An adequate diet should contain liberal amounts of protein-rich and protective foods and should supply all the dietary essentials in the required amounts. Dietary surveys carried out in western countries have shown that the diets contain large amounts of protein-rich and protein foods such as milk, eggs, meat and fish and provide all the Nutrients in adequate amounts.
The rate of growth of children and the nutritional status of the population are very good. Studies carried out in United Kingdom and United States of America have shown that the quality of diets consumed by the people during the period 1910-1960 have been steadily improving and consequently the growth rate of children indicating thereby that the diets have been adequate for promoting maximum growth in children. On the other hand, the diets consumed by a large majority of the population in the developing countries of Asia, Africa and
Latin America, are based mainly on Energy Yielding Foods and contain only small amounts of Protective Rich Foods. Such diets are deficient in proteins, certain vitamins and minerals.
A fair section of the population does not get enough food to eat and their diets are deficient in calories also. The rate of growth of children in the developing countries is poor. The children are malnourished, emaciated and stunted. The incidence of protein calorie malnutrition, clinical signs and symptoms due to vitamin A deficiency and anemia (Red Blood Cells- deficiency) are quite high among weaned infants and pre-school children.
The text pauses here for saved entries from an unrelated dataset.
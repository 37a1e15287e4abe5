pub mod toml_loader;

pub use toml_loader::{load_catalog_from_toml, parse_catalog_toml};
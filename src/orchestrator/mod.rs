//! 编排层（Orchestration Layer）
//!
//! ## 职责
//!
//! 本层负责批量提取和流程调度，是整个系统的"指挥中心"。
//!
//! ## 模块划分
//!
//! ### `extraction_pipeline` - 题库提取流水线
//! - 按顺序遍历所有题库文档（Vec<文档编号>）
//! - 控制并发数量（Semaphore + spawn_blocking）
//! - 汇总每个文档的状态与题目
//!
//! ### `app` - 应用入口
//! - 管理应用生命周期（初始化、运行）
//! - 章节选择、筛选、结果输出
//!
//! ## 层次关系
//!
//! ```text
//! app (配置 / 选择 / 输出)
//!     ↓
//! extraction_pipeline (处理 Vec<文档>)
//!     ↓
//! workflow::DocumentFlow (处理单个文档)
//!     ↓
//! services (能力层：segment / classify / select / report)
//!     ↓
//! infrastructure (基础设施：PageTextProvider)
//! ```

pub mod app;
pub mod extraction_pipeline;

// 重新导出主要类型
pub use app::App;
pub use extraction_pipeline::{DocumentSummary, ExtractionPipeline, ExtractionReport};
Prevention of Malnutrition
The problem of overcoming malnutrition and improving the nutritional status of the vulnerable sections of the population has been engaging the attention of nutritionists. Studies carried out in several nutrition research laboratories all over the world have shown that supplementation of the diets with extra cereals, legumes and green leafy vegetables or with processed food supplements based on cereals, oilseed meals and fortified with essential vitamins and minerals can help effectively to overcome malnutrition and improve the health and nutritional status of the population. Recent developments have made it possible to manufacture vitamins synthetically on a large scale at low cost and use them for fortifying low cost food supplements and for the treatment of vitamin deficiency diseases. By the application of the available knowledge, it is possible to eradicate malnutrition.